The correctness gate validates that logical results are unchanged by compaction for a fixed snapshot. Invariants are grouped by phase to allow a minimal starting point.

Phase 0 (minimal gate):

  1. Snapshot consistency
    For a fixed logical snapshot, reads before and after compaction return identical results.

  2. No resurrection + last-write-wins
    A key deleted (or overwritten) before a snapshot does not reappear, and the latest visible version at that snapshot is returned.

  3. Range completeness
    Range scans at a fixed snapshot return the same key set and values before and after compaction.

Phase 1+ (expanded invariants):

  1. Tombstone pruning safety
    Pruning tombstones does not expose older versions that should remain hidden.

  2. Iterator/seek stability
    Iterator ordering and seek semantics remain stable across compaction.

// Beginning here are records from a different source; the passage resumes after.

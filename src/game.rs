//! Core game state and the per-tick state machine

use serde::{Deserialize, Serialize};
use tracing::{debug, info, warn};

use crate::bag::PieceQueue;
use crate::board::Board;
use crate::board_manager::BoardManager;
use crate::error::RulesError;
use crate::hold::Hold;
use crate::movement::{MoveType, MovementEngine};
use crate::piece::Piece;
use crate::score::{LineClear, ScoreHistory};
use crate::settings::Settings;
use crate::tetromino::TetrominoType;

/// Everything the player asked for during one tick
///
/// Move counts are attempts; each one is validated on its own.
#[derive(Debug, Clone, Copy, PartialEq, Eq, Default, Serialize, Deserialize)]
#[serde(default)]
pub struct TickInput {
    pub left: u8,
    pub right: u8,
    pub rotate_cw: u8,
    pub rotate_ccw: u8,
    pub rotate_180: u8,
    pub hold: bool,
    pub soft_drop: bool,
    pub hard_drop: bool,
}

/// Something observers should know about
#[derive(Debug, Clone, Copy, PartialEq, Eq, Serialize)]
pub enum GameEvent {
    /// The visible state changed
    Normal,
    LineClear(LineClear),
    Death,
}

#[derive(Debug, Clone, Copy, PartialEq, Eq, Serialize)]
pub enum GameStatus {
    Alive,
    Dead,
}

/// Receives game events, in registration order, after they happen
pub trait Observer {
    fn on_event(&mut self, state: &GameState, event: &GameEvent);
}

impl<F> Observer for F
where
    F: FnMut(&GameState, &GameEvent),
{
    fn on_event(&mut self, state: &GameState, event: &GameEvent) {
        self(state, event)
    }
}

/// Result of resolving the vertical part of a tick
struct DropOutcome {
    moved: bool,
    /// The piece that locked, with the move it made just before locking
    locked: Option<(Piece, Option<MoveType>)>,
}

/// Read-only view handed to observers, and everything a game owns
#[derive(Debug, Clone)]
pub struct GameState {
    current: Piece,
    previous: Option<Piece>,
    manager: BoardManager,
    queue: PieceQueue,
    hold: Hold,
    engine: MovementEngine,
    status: GameStatus,
    gravity_ticks: u32,
    last_move: Option<MoveType>,
    history: ScoreHistory,
    settings: Settings,
    ticks: u64,
}

impl GameState {
    fn new(settings: Settings) -> Self {
        let mut queue = PieceQueue::new(settings.rules.preview_length, settings.seed);
        let current = queue.pop();
        Self {
            current,
            previous: None,
            manager: BoardManager::new(),
            queue,
            hold: Hold::new(),
            engine: MovementEngine::default(),
            status: GameStatus::Alive,
            gravity_ticks: 0,
            last_move: None,
            history: ScoreHistory::new(),
            settings,
            ticks: 0,
        }
    }

    pub fn current_piece(&self) -> &Piece {
        &self.current
    }

    /// Where the current piece would land on a hard drop
    pub fn ghost_piece(&self) -> Piece {
        self.engine.ghost(&self.current, self.manager.board())
    }

    /// The last piece to lock
    pub fn previous_piece(&self) -> Option<&Piece> {
        self.previous.as_ref()
    }

    pub fn board(&self) -> &Board {
        self.manager.board()
    }

    pub fn hold(&self) -> &Hold {
        &self.hold
    }

    /// Upcoming shapes, nearest first
    pub fn preview(&self) -> &[TetrominoType] {
        self.queue.peek(self.queue.preview_length())
    }

    pub fn score_history(&self) -> &ScoreHistory {
        &self.history
    }

    pub fn previous_clear(&self) -> Option<LineClear> {
        self.history.last()
    }

    pub fn current_score(&self) -> u64 {
        self.history.total_score()
    }

    pub fn status(&self) -> GameStatus {
        self.status
    }

    pub fn is_alive(&self) -> bool {
        self.status == GameStatus::Alive
    }

    pub fn last_move(&self) -> Option<MoveType> {
        self.last_move
    }

    pub fn settings(&self) -> &Settings {
        &self.settings
    }

    /// Ticks processed since the game started
    pub fn ticks(&self) -> u64 {
        self.ticks
    }

    fn perform(&mut self, move_type: MoveType) -> bool {
        let moved = self
            .engine
            .perform(move_type, &mut self.current, self.manager.board());
        if moved {
            self.last_move = Some(move_type);
        }
        moved
    }

    /// Try `move_type` up to `count` times, reporting whether any succeeded
    fn repeat(&mut self, move_type: MoveType, count: u8) -> bool {
        let mut moved = false;
        for _ in 0..count {
            moved |= self.perform(move_type);
        }
        moved
    }

    /// Horizontal moves, rotations and hold, in that order
    fn apply_moves(&mut self, input: &TickInput) -> bool {
        let mut changed = false;
        changed |= self.repeat(MoveType::Left, input.left);
        changed |= self.repeat(MoveType::Right, input.right);
        changed |= self.repeat(MoveType::RotateCw, input.rotate_cw);
        changed |= self.repeat(MoveType::RotateCcw, input.rotate_ccw);
        changed |= self.repeat(MoveType::Rotate180, input.rotate_180);
        if input.hold {
            changed |= self.hold_current();
        }
        changed
    }

    fn hold_current(&mut self) -> bool {
        match self.hold.hold(self.current) {
            Ok(Some(swapped)) => self.current = swapped,
            Ok(None) => self.current = self.queue.pop(),
            Err(e) => {
                debug!("hold rejected: {}", e);
                return false;
            }
        }
        self.last_move = None;
        true
    }

    /// Hard drop, soft drop or gravity; exactly one of them per tick
    fn resolve_drop(&mut self, input: &TickInput) -> Result<DropOutcome, RulesError> {
        if input.hard_drop {
            let locked = self.hard_drop()?;
            return Ok(DropOutcome {
                moved: true,
                locked: Some(locked),
            });
        }

        let moved = if input.soft_drop {
            self.gravity_ticks = 0;
            self.perform(MoveType::Down)
        } else {
            self.gravity_ticks += 1;
            if self.gravity_ticks > self.settings.rules.gravity {
                self.gravity_ticks = 0;
                self.perform(MoveType::Down)
            } else {
                false
            }
        };
        Ok(DropOutcome { moved, locked: None })
    }

    /// Drop the current piece, lock it and spawn the next one
    fn hard_drop(&mut self) -> Result<(Piece, Option<MoveType>), RulesError> {
        let rows = self.engine.hard_drop(&mut self.current, self.manager.board());
        if rows > 0 {
            self.last_move = Some(MoveType::Down);
        }
        let piece = self.current;
        let last_move = self.last_move.take();

        if piece.is_above_field() {
            // Locked above the visible field; the death check ends the game
            warn!(kind = %piece.kind(), "lock out");
        } else {
            self.manager.add_piece(&piece)?;
        }

        self.previous = Some(piece);
        self.hold.enable();
        self.gravity_ticks = 0;
        self.current = self.queue.pop();
        debug!(locked = %piece.kind(), next = %self.current.kind(), rows, "spawned next piece");
        Ok((piece, last_move))
    }


    fn is_blocked_out(&self) -> bool {
        let board = self.manager.board();
        self.current.blocks().iter().any(|b| board.is_occupied(*b))
    }
}

/// A single game with its observers
pub struct Game {
    state: GameState,
    observers: Vec<Box<dyn Observer>>,
}

impl Default for Game {
    fn default() -> Self {
        Self::new(Settings::default())
    }
}

impl Game {
    /// Start a new game with the given settings
    pub fn new(settings: Settings) -> Self {
        info!(
            "new game: gravity={}, preview={}, seed={:?}",
            settings.rules.gravity, settings.rules.preview_length, settings.seed
        );
        Self {
            state: GameState::new(settings),
            observers: Vec::new(),
        }
    }

    /// Throw away the current game and start over; observers stay registered
    pub fn reset(&mut self) {
        info!("game reset after {} ticks", self.state.ticks);
        self.state = GameState::new(self.state.settings.clone());
    }

    pub fn register_observer(&mut self, observer: impl Observer + 'static) {
        self.observers.push(Box::new(observer));
    }

    pub fn state(&self) -> &GameState {
        &self.state
    }

    #[cfg(test)]
    pub(crate) fn state_mut(&mut self) -> &mut GameState {
        &mut self.state
    }

    /// Advance the game by one tick
    ///
    /// Errors only when an internal invariant breaks; a dead game keeps
    /// returning `Dead` without changing.
    pub fn tick(&mut self, input: &TickInput) -> Result<GameStatus, RulesError> {
        if self.state.status == GameStatus::Dead {
            return Ok(GameStatus::Dead);
        }
        self.state.ticks += 1;

        let mut changed = self.state.apply_moves(input);
        // A hold can bring in a piece whose spawn is already covered
        if self.state.is_blocked_out() {
            if changed {
                self.notify(&GameEvent::Normal);
            }
            self.die();
            return Ok(self.state.status);
        }

        let drop = self.state.resolve_drop(input)?;
        changed |= drop.moved;
        if changed {
            self.notify(&GameEvent::Normal);
        }

        let locked = drop.locked.map(|(piece, _)| piece);
        if let Some((piece, last_move)) = drop.locked {
            let clear = self
                .state
                .manager
                .find_and_clear_lines(&piece, last_move)?;
            if let Some(clear) = clear {
                self.state.history.record(clear);
                self.notify(&GameEvent::LineClear(clear));
            }
        }

        if locked.is_some_and(|p| p.is_above_field()) || self.state.is_blocked_out() {
            self.die();
        }

        Ok(self.state.status)
    }

    fn die(&mut self) {
        self.state.status = GameStatus::Dead;
        info!(
            "game over after {} ticks, score {}",
            self.state.ticks,
            self.state.current_score()
        );
        self.notify(&GameEvent::Death);
    }

    fn notify(&mut self, event: &GameEvent) {
        for observer in &mut self.observers {
            observer.on_event(&self.state, event);
        }
    }
}
//! Validated piece movement
//!
//! Every move follows the same shape: snapshot the pose, apply the raw
//! mutation, validate against the board and restore on failure.

use serde::{Deserialize, Serialize};
use tracing::trace;

use crate::board::{Board, COLUMNS, ROWS};
use crate::piece::Piece;
use crate::srs::{KickTable, SRS};
use crate::tetromino::TetrominoType;

/// Rows a piece may occupy: the visible field plus one row of headroom
pub const PLAYABLE_ROWS: i32 = ROWS as i32 + 1;

/// The kind of a successful move, kept for T-spin detection
#[derive(Debug, Clone, Copy, PartialEq, Eq, Hash, Serialize, Deserialize)]
pub enum MoveType {
    Left,
    Right,
    Down,
    RotateCw,
    RotateCcw,
    Rotate180,
}

impl MoveType {
    pub fn is_rotation(&self) -> bool {
        matches!(
            self,
            MoveType::RotateCw | MoveType::RotateCcw | MoveType::Rotate180
        )
    }
}

/// Check every block is inside the playable area and on an empty cell
pub fn is_valid_position(piece: &Piece, board: &Board) -> bool {
    piece.blocks().iter().all(|b| {
        (0..COLUMNS as i32).contains(&b.x)
            && (0..PLAYABLE_ROWS).contains(&b.y)
            && !board.is_occupied(*b)
    })
}

/// Applies moves to a piece against a board
///
/// Holds no per-game state; callers keep track of the last successful move.
#[derive(Debug, Clone, Copy)]
pub struct MovementEngine {
    kicks: &'static KickTable,
}

impl Default for MovementEngine {
    fn default() -> Self {
        Self::new(&SRS)
    }
}

impl MovementEngine {
    pub fn new(kicks: &'static KickTable) -> Self {
        Self { kicks }
    }

    /// Apply `change`, keep it if the result is valid, otherwise undo it
    fn attempt(piece: &mut Piece, board: &Board, change: impl FnOnce(&mut Piece)) -> bool {
        let pose = piece.pose();
        change(piece);
        if is_valid_position(piece, board) {
            true
        } else {
            piece.restore(pose);
            false
        }
    }

    pub fn move_left(&self, piece: &mut Piece, board: &Board) -> bool {
        Self::attempt(piece, board, Piece::left)
    }

    pub fn move_right(&self, piece: &mut Piece, board: &Board) -> bool {
        Self::attempt(piece, board, Piece::right)
    }

    pub fn move_down(&self, piece: &mut Piece, board: &Board) -> bool {
        Self::attempt(piece, board, Piece::down)
    }

    pub fn rotate_cw(&self, piece: &mut Piece, board: &Board) -> bool {
        self.rotate_with_kicks(piece, board, true)
    }

    pub fn rotate_ccw(&self, piece: &mut Piece, board: &Board) -> bool {
        self.rotate_with_kicks(piece, board, false)
    }

    /// Half turn in place; no kicks are tried
    pub fn rotate_180(&self, piece: &mut Piece, board: &Board) -> bool {
        Self::attempt(piece, board, Piece::rotate_180)
    }

    fn rotate_with_kicks(&self, piece: &mut Piece, board: &Board, clockwise: bool) -> bool {
        let from = piece.orientation();
        let to = if clockwise {
            from.clockwise()
        } else {
            from.counterclockwise()
        };
        let Some(kicks) = self
            .kicks
            .kicks(from, to, piece.kind() == TetrominoType::I)
        else {
            return false;
        };

        for (i, &(dx, dy)) in kicks.iter().enumerate() {
            let rotated = Self::attempt(piece, board, |p| {
                if clockwise {
                    p.rotate_cw();
                } else {
                    p.rotate_ccw();
                }
                p.translate(dx, dy);
            });
            if rotated {
                trace!(kind = %piece.kind(), ?from, ?to, kick = i, "rotated");
                return true;
            }
        }
        false
    }

    /// Drop as far as possible, returning the number of rows travelled
    pub fn hard_drop(&self, piece: &mut Piece, board: &Board) -> u32 {
        let mut rows = 0;
        while self.move_down(piece, board) {
            rows += 1;
        }
        rows
    }

    /// Where the piece would land if hard dropped now
    pub fn ghost(&self, piece: &Piece, board: &Board) -> Piece {
        let mut ghost = *piece;
        self.hard_drop(&mut ghost, board);
        ghost
    }

    pub fn perform(&self, move_type: MoveType, piece: &mut Piece, board: &Board) -> bool {
        let moved = match move_type {
            MoveType::Left => self.move_left(piece, board),
            MoveType::Right => self.move_right(piece, board),
            MoveType::Down => self.move_down(piece, board),
            MoveType::RotateCw => self.rotate_cw(piece, board),
            MoveType::RotateCcw => self.rotate_ccw(piece, board),
            MoveType::Rotate180 => self.rotate_180(piece, board),
        };
        trace!(?move_type, moved, "move");
        moved
    }
}
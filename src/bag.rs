//! 7-bag randomizer for piece generation
//!
//! All 7 shapes are shuffled, then dealt out before reshuffling. This
//! prevents long droughts. The queue is topped up so that a preview of
//! `preview_length` shapes is always available after a pop.

use rand::SeedableRng;
use rand::seq::SliceRandom;
use rand_chacha::ChaCha8Rng;
use tracing::debug;

use crate::piece::Piece;
use crate::tetromino::TetrominoType;

/// Default number of upcoming shapes shown
pub const PREVIEW_LENGTH: usize = 5;

/// Upcoming pieces, fed by the 7-bag randomizer
#[derive(Debug, Clone)]
pub struct PieceQueue {
    queue: Vec<TetrominoType>,
    rng: ChaCha8Rng,
    preview_length: usize,
}

impl Default for PieceQueue {
    fn default() -> Self {
        Self::new(PREVIEW_LENGTH, None)
    }
}

impl PieceQueue {
    /// Create an empty queue; it fills itself on the first pop
    ///
    /// With a seed the sequence is reproducible, otherwise the RNG is seeded
    /// from OS entropy.
    pub fn new(preview_length: usize, seed: Option<u64>) -> Self {
        let rng = match seed {
            Some(seed) => ChaCha8Rng::seed_from_u64(seed),
            None => ChaCha8Rng::from_entropy(),
        };
        Self {
            queue: Vec::with_capacity(preview_length + 2 * TetrominoType::all().len()),
            rng,
            preview_length,
        }
    }

    /// Take the next piece, at its spawn pose
    pub fn pop(&mut self) -> Piece {
        while self.queue.len() <= self.preview_length {
            self.refill();
        }
        Piece::new(self.queue.remove(0))
    }

    /// Look at up to `count` upcoming shapes without removing them
    ///
    /// Never refills, so the result may be shorter than `count`.
    pub fn peek(&self, count: usize) -> &[TetrominoType] {
        &self.queue[..count.min(self.queue.len())]
    }

    pub fn preview_length(&self) -> usize {
        self.preview_length
    }

    pub fn len(&self) -> usize {
        self.queue.len()
    }

    pub fn is_empty(&self) -> bool {
        self.queue.is_empty()
    }

    /// Append a new shuffled bag
    fn refill(&mut self) {
        let mut new_bag = TetrominoType::all();
        new_bag.shuffle(&mut self.rng);
        debug!(bag = ?new_bag, "refilled piece queue");
        self.queue.extend(new_bag);
    }
}

#[cfg(test)]
mod tests {
    use super::*;
    use std::collections::HashSet;

    #[test]
    fn test_bag_contains_all_pieces() {
        let mut queue = PieceQueue::new(PREVIEW_LENGTH, Some(7));

        let unique: HashSet<_> = (0..7).map(|_| queue.pop().kind()).collect();
        assert_eq!(unique.len(), 7);

        // Second bag as well
        let unique: HashSet<_> = (0..7).map(|_| queue.pop().kind()).collect();
        assert_eq!(unique.len(), 7);
    }

    #[test]
    fn test_new_queue_is_empty() {
        let queue = PieceQueue::new(3, Some(1));
        assert!(queue.is_empty());
        assert!(queue.peek(3).is_empty());
    }

    #[test]
    fn test_preview_after_pop() {
        let mut queue = PieceQueue::new(PREVIEW_LENGTH, Some(42));
        for _ in 0..PREVIEW_LENGTH + 2 {
            queue.pop();
            assert!(queue.peek(PREVIEW_LENGTH).len() >= PREVIEW_LENGTH);
        }
    }

    #[test]
    fn test_peek_matches_pop_order() {
        let mut queue = PieceQueue::new(PREVIEW_LENGTH, Some(3));
        queue.pop();
        let upcoming = queue.peek(PREVIEW_LENGTH).to_vec();
        for kind in upcoming {
            assert_eq!(queue.pop().kind(), kind);
        }
    }

    #[test]
    fn test_pops_spawn_pose() {
        let mut queue = PieceQueue::default();
        let piece = queue.pop();
        assert_eq!(piece, Piece::new(piece.kind()));
    }

    #[test]
    fn test_same_seed_same_sequence() {
        let mut a = PieceQueue::new(PREVIEW_LENGTH, Some(99));
        let mut b = PieceQueue::new(PREVIEW_LENGTH, Some(99));
        for _ in 0..50 {
            assert_eq!(a.pop(), b.pop());
        }
    }

    #[test]
    fn test_many_pieces() {
        let mut queue = PieceQueue::new(7, None);
        // Should be able to get many pieces without panicking
        for _ in 0..100 {
            let _ = queue.pop();
        }
    }
}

  3. Reopen + snapshot durability
    Snapshot consistency remains valid across DB reopen boundaries.

Oracle Model

The gate uses a small in-memory MVCC oracle to represent logical truth:

  • State model: key -> ordered versions. Each version stores (commit_ts, tombstone, value).
  • Visibility: for snapshot ts, the visible version is the highest commit_ts <= ts.
  • Tie-breaks: delete wins on equal commit_ts (consistent with SST merge semantics).
  • Read semantics:
    • get(key, ts) returns the visible version or not-found.
    • scan(range, ts) returns all visible keys in order.

The oracle does not model compaction mechanics; it models only logical results so the compaction pipeline can change freely as long as results match.

Test Types

Deterministic scenarios (Phase 0):

Scenario Purpose Invariants
Overwrite chain Validate last-write-wins at fixed snapshot 1, 2
Delete-heavy Validate no resurrection 1, 2
Range scan with deletes Validate range completeness 1, 3
Cross-segment overlap Validate compaction rewrite invariance 1, 2, 3

Each scenario:

  1. Build a controlled write/delete sequence.
  2. Take snapshot ts.
  3. Read (get/scan) before compaction; compare to oracle.
  4. Force compaction.
  5. Read after compaction at the same ts; compare to oracle.

Model-based randomized sequences (Phase 1+):

  • Generate sequences of operations: put, delete, flush, compact, get, scan.
  • Use seeded RNG; log seed and operation trace for reproduction.
  • Validate after each read, and at periodic pre/post compaction checkpoints.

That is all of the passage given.